Saturday, 15 November 2014

Exploring the alternatives

Coloured by corruption, nepotism, red tapism and blatant misuse of power, ‘politics’ has become a shady pedestrian expression off late. But are there any alternatives to this hackneyed term? Political commentator and psephologist Yogendra Yadav has an interesting prelude to offer in this context. According to him, alternatives with respect to policy can be classified into three broad categories namely: 
·        Alternatives to politics
·        Political Alternatives
·        Alternate politics
Simply put, politics is the twilight terrain where hope and despair live in an uneasy truce. Politics is the only transformation that can bring alignment in ideological bandwidth of millions of lives associated with it. Alternatives to politics will mean alternative to democracy. Democracies all over the world have been dismantled through vocabulary of this kind. But let not the contempt for alternates to politics camouflage the sorry state that Indian politics is plagued with. Politics in our country has been reduced to contesting elections, casting votes and agitation. The need of the hour is to explore alternatives in politics.
 Political alternatives on the other hand signify oscillations within the political establishment. This practice is religiously complied by prostitutes who masquerade as leaders with questionable ideological chastity who seem to be in bed with every other political establishment that pampers them with money and power positions.
However, it is alternative politics that offers genuine differentiation. Alternative politics is more than just denial of corruption, lal battis and scams and scandals. It is reimagining politics in the wider sense of the word. For a long lasting engagement between people and power, the very idea of politics has to be revisited. Politics has to become the amalgamation of aesthetic culture, language, beauty, lifestyle and art. For long it has been perceived as a monologue, but the time is ripe to change it into a forum for ‘public’ discourse. But how can this transformation come about without reorganising political establishments?
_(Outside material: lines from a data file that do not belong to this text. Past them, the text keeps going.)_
// Copyright 2025 eraflo
//
// Licensed under the Apache License, Version 2.0 (the "License");
// you may not use this file except in compliance with the License.
// You may obtain a copy of the License at
//
//     http://www.apache.org/licenses/LICENSE-2.0
//
// Unless required by applicable law or agreed to in writing, software
// distributed under the License is distributed on an "AS IS" BASIS,
// WITHOUT WARRANTIES OR CONDITIONS OF ANY KIND, either express or implied.
// See the License for the specific language governing permissions and
// limitations under the License.

use crate::math::Vec4;
use crate::renderer::api::*;
use crate::renderer::error::ResourceError;
use std::fmt::Debug;

/// The hardware abstraction the back end draws through.
///
/// Resource creation and uploads may fail and report a [`ResourceError`].
/// Everything else is an infallible, fire-and-forget command: a backend that
/// hits an error while executing one reports it through its own diagnostics.
pub trait RenderDevice: Debug {
    /// Creates a new GPU buffer.
    /// ## Arguments
    /// * `kind` - What the buffer will be bound as.
    /// * `usage` - How often its contents change.
    /// * `size` - Size in bytes.
    /// * `label` - A debug label.
    /// ## Returns
    /// A `Result` containing the ID of the created buffer or an error if the creation fails.
    fn create_buffer(
        &mut self,
        kind: BufferKind,
        usage: BufferUsage,
        size: u32,
        label: &str,
    ) -> Result<BufferId, ResourceError>;

    /// Destroys a GPU buffer.
    /// ## Arguments
    /// * `id` - The ID of the buffer to be destroyed.
    /// ## Returns
    /// A `Result` indicating success or failure of the operation.
    fn destroy_buffer(&mut self, id: BufferId) -> Result<(), ResourceError>;

    /// Writes data to a GPU buffer.
    /// ## Arguments
    /// * `id` - The ID of the buffer to write to.
    /// * `offset` - The offset in the buffer where the data will be written.
    /// * `data` - A slice of bytes containing the data to be written.
    /// ## Returns
    /// A `Result` indicating success or failure of the operation.
    fn write_buffer(&mut self, id: BufferId, offset: u32, data: &[u8]) -> Result<(), ResourceError>;

    /// Replaces the whole content of `id` with `data`, orphaning the storage
    /// the GPU may still be reading.
    fn write_buffer_discard(&mut self, id: BufferId, data: &[u8]);

    /// Binds a buffer to its kind's binding point.
    fn bind_buffer(&mut self, kind: BufferKind, id: BufferId);

    /// Binds a range of a buffer to an indexed binding point.
    fn bind_buffer_range(&mut self, kind: BufferKind, binding: u32, id: BufferId, offset: u32, size: u32);

    /// Selects the vertex input layout.
    fn set_vertex_format(&mut self, format: VertexFormat);

    /// Feeds vertex stream `stream` from `buffer`, starting at byte `offset`.
    fn set_stream_source(&mut self, stream: u32, buffer: BufferId, offset: u32, stride: u32);

    /// Sets the fixed-function state.
    fn set_state_bits(&mut self, bits: StateBits);

    /// Sets face culling.
    fn set_cull_face(&mut self, cull: CullType);

    /// Sets the polygon offset. `(0, 0)` disables it.
    fn set_depth_bias(&mut self, factor: f32, units: f32);

    /// Maps normalized depth into `[near, far]`.
    fn set_depth_range(&mut self, near: f32, far: f32);

    /// Clamps depth instead of clipping against the near and far planes.
    fn set_depth_clamp(&mut self, enable: bool);

    /// Sets the rasterized line width.
    fn set_line_width(&mut self, width: f32);

    /// Sets the viewport.
    fn set_viewport(&mut self, rect: Rect);

    /// Sets the scissor rectangle. An empty rectangle disables scissoring.
    fn set_scissor(&mut self, rect: Rect);

    /// Clears the selected planes of the current target.
    fn clear(&mut self, flags: ClearFlags, color: Vec4, depth: f32);

    /// `true` if color writes are converted from linear to sRGB.
    fn is_srgb_write_enabled(&self) -> bool;

    /// Redirects drawing into `target`. `layer` selects the cube face or
    /// array slice for layered targets.
    fn begin_render_target(&mut self, target: RenderTargetId, layer: u32);

    /// Restores drawing into the previous target.
    fn end_render_target(&mut self);

    /// Makes `shader` the current program.
    fn bind_shader(&mut self, shader: ShaderId);

    /// Sets a constant of the current program.
    fn set_constant(&mut self, key: ConstantKey<'_>, value: ConstantValue<'_>);

    /// Binds a texture to a sampler of the current program.
    fn set_texture(&mut self, key: SamplerKey<'_>, texture: TextureId);

    /// Draws `count` indices of the bound index buffer starting at `start_index`.
    fn draw_elements(&mut self, topology: Topology, start_index: u32, count: u32);

    /// Draws `instance_count` instances of an indexed range.
    fn draw_elements_instanced(
        &mut self,
        topology: Topology,
        start_index: u32,
        count: u32,
        instance_count: u32,
    );

    /// Draws `draw_count` commands read from the bound indirect buffer.
    fn multi_draw_elements_indirect(
        &mut self,
        topology: Topology,
        offset: u32,
        draw_count: u32,
        stride: u32,
    );

    /// Draws `count` vertices of the bound vertex buffer starting at `first`.
    fn draw_arrays(&mut self, topology: Topology, first: u32, count: u32);
}
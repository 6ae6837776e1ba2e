// Copyright 2025 eraflo
//
// Licensed under the Apache License, Version 2.0 (the "License");
// you may not use this file except in compliance with the License.
// You may obtain a copy of the License at
//
//     http://www.apache.org/licenses/LICENSE-2.0
//
// Unless required by applicable law or agreed to in writing, software
// distributed under the License is distributed on an "AS IS" BASIS,
// WITHOUT WARRANTIES OR CONDITIONS OF ANY KIND, either express or implied.
// See the License for the specific language governing permissions and
// limitations under the License.

//! Defines the error types for GPU resource management.
//!
//! Only resource creation can fail. Drawing is infallible from the back end's
//! point of view: exhaustion is handled by flushing, degeneracy by skipping.

use crate::renderer::api::buffer::{BufferId, BufferKind};
use std::fmt;

/// An error related to the creation or use of a GPU resource.
#[derive(Debug, Clone, PartialEq)]
pub enum ResourceError {
    /// The device could not create a buffer.
    BufferCreation {
        /// The kind of buffer that was requested.
        kind: BufferKind,
        /// A descriptive label for the buffer.
        label: String,
        /// Backend-provided reason.
        reason: String,
    },
    /// The device ran out of memory while servicing a request.
    OutOfMemory,
    /// The handle used to reference a resource is invalid.
    InvalidHandle(BufferId),
    /// A per-frame buffer ring has no room left for this frame.
    RingExhausted {
        /// The label of the exhausted ring.
        label: &'static str,
        /// Bytes requested.
        requested: u32,
        /// Bytes still free in the current slot.
        available: u32,
    },
    /// An error originating from the specific graphics backend implementation.
    BackendError(String),
}

impl fmt::Display for ResourceError {
    fn fmt(&self, f: &mut fmt::Formatter<'_>) -> fmt::Result {
        match self {
            ResourceError::BufferCreation {
                kind,
                label,
                reason,
            } => {
                write!(f, "Failed to create {kind:?} buffer '{label}': {reason}")
            }
            ResourceError::OutOfMemory => write!(f, "Device out of memory."),
            ResourceError::InvalidHandle(id) => write!(f, "Invalid buffer handle: {id:?}"),
            ResourceError::RingExhausted {
                label,
                requested,
                available,
            } => {
                write!(
                    f,
                    "Buffer ring '{label}' exhausted: requested {requested} bytes, {available} available"
                )
            }
            ResourceError::BackendError(msg) => {
                write!(f, "Backend-specific resource error: {msg}")
            }
        }
    }
}

impl std::error::Error for ResourceError {}

#[cfg(test)]
mod tests {
    use super::*;

    #[test]
    fn test_display_messages() {
        let err = ResourceError::RingExhausted {
            label: "Dynamic Vertex",
            requested: 64,
            available: 16,
        };
        assert_eq!(
            err.to_string(),
            "Buffer ring 'Dynamic Vertex' exhausted: requested 64 bytes, 16 available"
        );
        assert_eq!(
            ResourceError::InvalidHandle(BufferId(7)).to_string(),
            "Invalid buffer handle: BufferId(7)"
        );
    }
}
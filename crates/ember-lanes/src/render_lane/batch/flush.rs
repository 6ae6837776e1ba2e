// Copyright 2025 eraflo
//
// Licensed under the Apache License, Version 2.0 (the "License");
// you may not use this file except in compliance with the License.
// You may obtain a copy of the License at
//
//     http://www.apache.org/licenses/LICENSE-2.0
//
// Unless required by applicable law or agreed to in writing, software
// distributed under the License is distributed on an "AS IS" BASIS,
// WITHOUT WARRANTIES OR CONDITIONS OF ANY KIND, either express or implied.
// See the License for the specific language governing permissions and
// limitations under the License.

//! Flush routines: the fixed-function state and vertex input of each pass.
//!
//! Every routine computes the state bits of its pass from the material pass,
//! selects the vertex layout and hands over to a render routine in
//! [`super::routines`]. The routines are reached through one table indexed by
//! [`FlushKind`].

use super::routines;
use super::shader_select::gpu_skinning_tier;
use super::BatchDraw;
use crate::render_lane::context::BackEndContext;
use ember_core::math::{Vec3, Vec4};
use ember_core::renderer::api::{
    BufferKind, CullType, MaterialKind, MaterialSort, RenderingMode, StateBits,
    VertexColorMode, VertexFormat, VertexLayout, ViewFlags, WireframeMode,
};
use ember_core::renderer::RenderDevice;

/// The pass a batch is drawn for.
#[derive(Debug, Clone, Copy, PartialEq, Eq, Hash)]
pub enum FlushKind {
    /// Object ids into the selection buffer.
    Selection,
    /// Sky surfaces behind the wireframe view.
    Background,
    /// Depth pre-pass.
    Depth,
    /// Occlusion buffer.
    Occluder,
    /// Shadow map depth.
    Shadow,
    /// Ambient lighting plus the primary light.
    Base,
    /// Surfaces without lighting.
    Unlit,
    /// One additional light.
    Lit,
    /// Screen-space velocity.
    Velocity,
    /// Surfaces reading the rendered scene.
    Final,
    /// Wireframe overlay.
    Wire,
    /// 2D interface.
    Gui,
}

type FlushRoutine = fn(&BatchDraw<'_>, &mut BackEndContext, &mut dyn RenderDevice);

/// One row of the flush table.
pub(super) struct FlushEntry {
    pub name: &'static str,
    pub routine: FlushRoutine,
    /// Materials with polygon offset are biased in this pass.
    pub polygon_offset: bool,
}

const FLUSH_TABLE: [FlushEntry; 12] = [
    FlushEntry {
        name: "selection",
        routine: flush_selection,
        polygon_offset: true,
    },
    FlushEntry {
        name: "background",
        routine: flush_background,
        polygon_offset: true,
    },
    FlushEntry {
        name: "depth",
        routine: flush_depth,
        polygon_offset: true,
    },
    FlushEntry {
        name: "occluder",
        routine: flush_depth,
        polygon_offset: true,
    },
    FlushEntry {
        name: "shadow",
        routine: flush_depth,
        polygon_offset: false,
    },
    FlushEntry {
        name: "base",
        routine: flush_base,
        polygon_offset: true,
    },
    FlushEntry {
        name: "unlit",
        routine: flush_unlit,
        polygon_offset: true,
    },
    FlushEntry {
        name: "lit",
        routine: flush_lit,
        polygon_offset: true,
    },
    FlushEntry {
        name: "velocity",
        routine: flush_velocity,
        polygon_offset: true,
    },
    FlushEntry {
        name: "final",
        routine: flush_final,
        polygon_offset: true,
    },
    FlushEntry {
        name: "wire",
        routine: flush_wire,
        polygon_offset: true,
    },
    FlushEntry {
        name: "gui",
        routine: flush_gui,
        polygon_offset: true,
    },
];

impl FlushKind {
    pub(super) fn entry(self) -> &'static FlushEntry {
        &FLUSH_TABLE[self as usize]
    }
}

/// Selects the vertex input of the accumulated geometry.
///
/// Stream 0 holds the vertices, stream 1 the skinning weights of GPU skinned
/// meshes and the last stream the instance rows of indirect draws.
fn set_vertex_format(
    draw: &BatchDraw<'_>,
    ctx: &BackEndContext,
    device: &mut dyn RenderDevice,
    layout: VertexLayout,
) {
    let batch = draw.batch;
    let vertex_size = draw.sub_mesh.vertex_size();
    let skinning_tier = gpu_skinning_tier(ctx, draw.sub_mesh);
    let instanced = !batch.indirect_commands.is_empty();

    device.set_vertex_format(VertexFormat {
        layout,
        skinning_tier,
        instanced,
    });
    device.bind_buffer(BufferKind::Vertex, batch.vertex_buffer);
    device.set_stream_source(0, batch.vertex_buffer, batch.vertex_offset, vertex_size);

    let mut stream = 1;
    if skinning_tier.is_some() {
        device.set_stream_source(
            stream,
            batch.vertex_buffer,
            batch.vertex_offset + vertex_size * batch.num_verts,
            draw.sub_mesh.vertex_weight_size(),
        );
        stream += 1;
    }

    if instanced {
        if let Some(cache) = ctx.instance_cache {
            device.set_stream_source(
                stream,
                cache.buffer,
                cache.offset,
                ctx.settings.instance_buffer_offset_alignment,
            );
        }
    }
}

fn lit_layout(mode: VertexColorMode) -> VertexLayout {
    if mode == VertexColorMode::Ignore {
        VertexLayout::XyzStNT
    } else {
        VertexLayout::XyzStColorNT
    }
}

fn depth_layout(draw: &BatchDraw<'_>) -> VertexLayout {
    if draw.material.pass().is_alpha_cutoff() {
        VertexLayout::XyzSt
    } else {
        VertexLayout::Xyz
    }
}

/// Encodes an object index into an 8-bit-per-channel color.
pub(crate) fn selection_color(index: u32) -> Vec3 {
    Vec3::new(
        (index & 0xff) as f32 / 255.0,
        ((index >> 8) & 0xff) as f32 / 255.0,
        ((index >> 16) & 0xff) as f32 / 255.0,
    )
}

fn flush_selection(draw: &BatchDraw<'_>, ctx: &mut BackEndContext, device: &mut dyn RenderDevice) {
    let pass = draw.material.pass();

    device.set_cull_face(pass.cull);
    set_vertex_format(draw, ctx, device, depth_layout(draw));

    let mut bits = (pass.state_bits | StateBits::DEPTH_WRITE | StateBits::COLOR_WRITE)
        .without_blend()
        .with_depth_func(StateBits::DF_LEQUAL);

    let wireframe = ctx.camera.flags.contains(ViewFlags::WIREFRAME_MODE);
    if wireframe {
        bits |= StateBits::PM_WIREFRAME;
        device.set_line_width(8.0);
    }
    device.set_state_bits(bits);

    routines::render_selection(draw, ctx, device, selection_color(draw.object.index));

    if wireframe {
        device.set_line_width(1.0);
    }
}

fn flush_background(draw: &BatchDraw<'_>, ctx: &mut BackEndContext, device: &mut dyn RenderDevice) {
    let pass = draw.material.pass();

    device.set_cull_face(pass.cull);
    set_vertex_format(draw, ctx, device, VertexLayout::XyzSt);
    device.set_state_bits(pass.state_bits.with_depth_func(StateBits::DF_EQUAL));

    routines::render_generic(draw, ctx, device);
}

fn flush_depth(draw: &BatchDraw<'_>, ctx: &mut BackEndContext, device: &mut dyn RenderDevice) {
    let pass = draw.material.pass();
    if !pass.state_bits.contains(StateBits::DEPTH_WRITE) || pass.state_bits.has_blend() {
        return;
    }

    device.set_cull_face(pass.cull);
    set_vertex_format(draw, ctx, device, depth_layout(draw));
    device.set_state_bits(StateBits::DEPTH_WRITE | StateBits::DF_LEQUAL);

    routines::render_depth(draw, ctx, device);
}

fn flush_base(draw: &BatchDraw<'_>, ctx: &mut BackEndContext, device: &mut dyn RenderDevice) {
    let pass = draw.material.pass();

    device.set_cull_face(pass.cull);
    set_vertex_format(draw, ctx, device, lit_layout(pass.vertex_color_mode));

    // Opaque surfaces already laid down their depth in the pre-pass.
    let bits = if ctx.settings.use_depth_pre_pass && pass.rendering_mode == RenderingMode::Opaque {
        (pass.state_bits - StateBits::DEPTH_WRITE).with_depth_func(StateBits::DF_EQUAL)
    } else {
        pass.state_bits.with_depth_func(StateBits::DF_LEQUAL)
    };
    device.set_state_bits(bits);

    let ambient_scale = ctx.settings.ambient_scale;
    routines::render_base(draw, ctx, device, ambient_scale);
}

fn flush_lit(draw: &BatchDraw<'_>, ctx: &mut BackEndContext, device: &mut dyn RenderDevice) {
    if !draw.material.is_lit_surface() {
        return;
    }
    let Some(light) = draw.light else {
        return;
    };
    let pass = draw.material.pass();

    device.set_cull_face(pass.cull);
    set_vertex_format(draw, ctx, device, lit_layout(pass.vertex_color_mode));

    let bits = (pass.state_bits - StateBits::DEPTH_WRITE)
        .without_blend()
        .with_depth_func(StateBits::DF_EQUAL);

    match light.material.kind {
        MaterialKind::FogLight => {
            device.set_state_bits(
                bits | StateBits::BS_SRC_ALPHA | StateBits::BD_ONE_MINUS_SRC_ALPHA,
            );
            routines::render_fog_light(draw, ctx, device, light);
        }
        MaterialKind::BlendLight => {
            device.set_state_bits(
                bits | StateBits::BS_SRC_ALPHA | StateBits::BD_ONE_MINUS_SRC_ALPHA,
            );
            routines::render_blend_light(draw, ctx, device, light);
        }
        _ => {
            let depth_func = if draw.material.sort == MaterialSort::Translucent {
                StateBits::DF_LEQUAL
            } else {
                StateBits::DF_EQUAL
            };
            device.set_state_bits(
                (bits | StateBits::BS_ONE | StateBits::BD_ONE).with_depth_func(depth_func),
            );
            routines::render_light_interaction(draw, ctx, device, light);
        }
    }
}

fn flush_unlit(draw: &BatchDraw<'_>, ctx: &mut BackEndContext, device: &mut dyn RenderDevice) {
    let pass = draw.material.pass();

    device.set_cull_face(pass.cull);
    set_vertex_format(draw, ctx, device, VertexLayout::XyzStColor);
    device.set_state_bits(pass.state_bits.with_depth_func(StateBits::DF_LEQUAL));

    routines::render_generic(draw, ctx, device);
}

fn flush_final(draw: &BatchDraw<'_>, ctx: &mut BackEndContext, device: &mut dyn RenderDevice) {
    let pass = draw.material.pass();

    device.set_cull_face(pass.cull);
    set_vertex_format(draw, ctx, device, VertexLayout::XyzStNT);
    device.set_state_bits(pass.state_bits.with_depth_func(StateBits::DF_LEQUAL));

    routines::render_generic(draw, ctx, device);
}

/// The wireframe mode of an object: the forced setting first, then the
/// view's, then the object's own.
pub(crate) fn wireframe_mode(ctx: &BackEndContext, object_mode: WireframeMode) -> WireframeMode {
    [ctx.settings.show_wireframe, ctx.camera.wireframe_mode, object_mode]
        .into_iter()
        .find(|mode| *mode != WireframeMode::None)
        .unwrap_or(WireframeMode::VisibleFront)
}

fn flush_wire(draw: &BatchDraw<'_>, ctx: &mut BackEndContext, device: &mut dyn RenderDevice) {
    let pass = draw.material.pass();
    let color: Vec4 = draw.object.wireframe_color;

    set_vertex_format(draw, ctx, device, VertexLayout::Xyz);

    let blend = if color.w < 1.0 {
        StateBits::BS_SRC_ALPHA | StateBits::BD_ONE_MINUS_SRC_ALPHA
    } else {
        StateBits::empty()
    };

    match wireframe_mode(ctx, draw.object.wireframe_mode) {
        WireframeMode::VisibleFront | WireframeMode::None => {
            device.set_cull_face(pass.cull);
            device.set_state_bits(
                StateBits::COLOR_WRITE | StateBits::DF_LEQUAL | StateBits::PM_WIREFRAME | blend,
            );
            device.set_depth_bias(-0.5, -2.0);
            routines::render_color(draw, ctx, device, color);
            device.set_depth_bias(0.0, 0.0);
        }
        mode => {
            let cull = if mode == WireframeMode::AllFrontAndBack {
                CullType::None
            } else {
                pass.cull
            };
            device.set_cull_face(cull);
            device.set_state_bits(
                StateBits::COLOR_WRITE | StateBits::DF_ALWAYS | StateBits::PM_WIREFRAME | blend,
            );
            routines::render_color(draw, ctx, device, color);
        }
    }
}

fn flush_velocity(draw: &BatchDraw<'_>, ctx: &mut BackEndContext, device: &mut dyn RenderDevice) {
    let pass = draw.material.pass();

    device.set_cull_face(pass.cull);
    set_vertex_format(draw, ctx, device, VertexLayout::XyzNormal);
    device.set_state_bits(
        (pass.state_bits & (StateBits::COLOR_WRITE | StateBits::ALPHA_WRITE))
            | StateBits::DEPTH_WRITE
            | StateBits::DF_LEQUAL,
    );

    routines::render_velocity(draw, ctx, device);
}

fn flush_gui(draw: &BatchDraw<'_>, ctx: &mut BackEndContext, device: &mut dyn RenderDevice) {
    let pass = draw.material.pass();

    device.set_cull_face(CullType::None);
    set_vertex_format(draw, ctx, device, VertexLayout::XyzStColor);
    device.set_state_bits(
        (pass.state_bits - StateBits::DEPTH_WRITE).with_depth_func(StateBits::DF_LEQUAL),
    );

    routines::render_gui(draw, ctx, device);
}

#[cfg(test)]
mod tests {
    use super::*;

    #[test]
    fn test_table_matches_kinds() {
        let kinds = [
            (FlushKind::Selection, "selection"),
            (FlushKind::Background, "background"),
            (FlushKind::Depth, "depth"),
            (FlushKind::Occluder, "occluder"),
            (FlushKind::Shadow, "shadow"),
            (FlushKind::Base, "base"),
            (FlushKind::Unlit, "unlit"),
            (FlushKind::Lit, "lit"),
            (FlushKind::Velocity, "velocity"),
            (FlushKind::Final, "final"),
            (FlushKind::Wire, "wire"),
            (FlushKind::Gui, "gui"),
        ];
        for (kind, name) in kinds {
            assert_eq!(kind.entry().name, name);
        }
        assert!(!FlushKind::Shadow.entry().polygon_offset);
    }

    #[test]
    fn test_selection_color_packs_index_bytes() {
        let c = selection_color(0x03_02_01);
        assert_eq!(c, Vec3::new(1.0 / 255.0, 2.0 / 255.0, 3.0 / 255.0));
        assert_eq!(selection_color(0), Vec3::ZERO);
    }
}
The first step in restructuring political parties will have to come through gigantic changes in their ideologies and source of income. Now, let us reason why there is an urgent need to envision a new organisational culture with respect to these two principles. The root cause of nepotism and crony capitalism is the funding of these organisations. Even with ample checks by the election commission in place, candidates spend a fortune in election campaigns with the hope of recovering the money once they are in positions of power. So instead of being accountable to the electorate who voted for them, they owe allegiance to the corporate biggies who sponsored them. The only pragmatic solution to this is that citizens should start funding these political parties in a bid to ensure accountability in the public domain.
Coming to the issue of ideological moderation, political parties have recently claimed ownership of national leaders including Nehru, Gandhi and Patel. These national leaders have become a metaphor for a scathing political war between our two leading parties. But what these political parties fail to understand is that these leaders are a national treasure and cannot be appropriated upon by any political entity. To commemorate the 125th birth anniversary of India’s first Prime Minister Pandit Jawaharlal Nehru, what ensued was a searing war of words between the BJP and the Congress. While both political behemoths seem to be on a leader shopping spree, it is worth asking that should national leaders be the context of attacking political opponents? It is also interesting to note that the Congress party who claims to own Nehru does not adhere to his own ideologies. Known for his eclectic charm, snaring wit and his subtle sense of humor, Nehru could largely be held responsible for many policy failures that India is crippled with. But he was one of the few leaders who had the audacity to mock himself and laugh over it. There is one particular incident that sheds light on this aspect of his personality and that it is one of the yardsticks by which alternative politics can be judged.
In November 1937, in Calcutta based highly respected magazine Modern Review, appeared an anonymous article on Nehru arguing that men like him are ‘dangerous’ and ‘potential dictators’. “He had gone like some triumphant Caesar, leaving a trail of glory and legend behind him... He calls himself a democrat and a socialist but a little twist and he might turn into a dictator...His conceit is already formidable and it must be checked. We want no Caesars”, said the article. It soon became known that the author of this denunciatory article was none other than Jawaharlal Nehru.  These unnecessary risks and the ability to look over himself made him the apple of people’s eyes and earned him critical appreciation worldwide. India today needs leaders of his stature whose ideologies will be aligned with the idea of India and who will have the temerity to look beyond their stature and bring about a revolution on how politics is perceived today.

But the counter argument to this can be that, is it necessary for a political organisation to subscribe to the 20th century ideologies like Marxism or communism or socialism? Like our mannerisms, shouldn’t ideologies evolve with time? Why do we need to adhere to one of them or seek refuge in the policies of our national leaders? It is time to think afresh, it is time to break free from the shackles of obsolete ideologies, it is time to unlearn and it is time to explore the new world of alternative politics.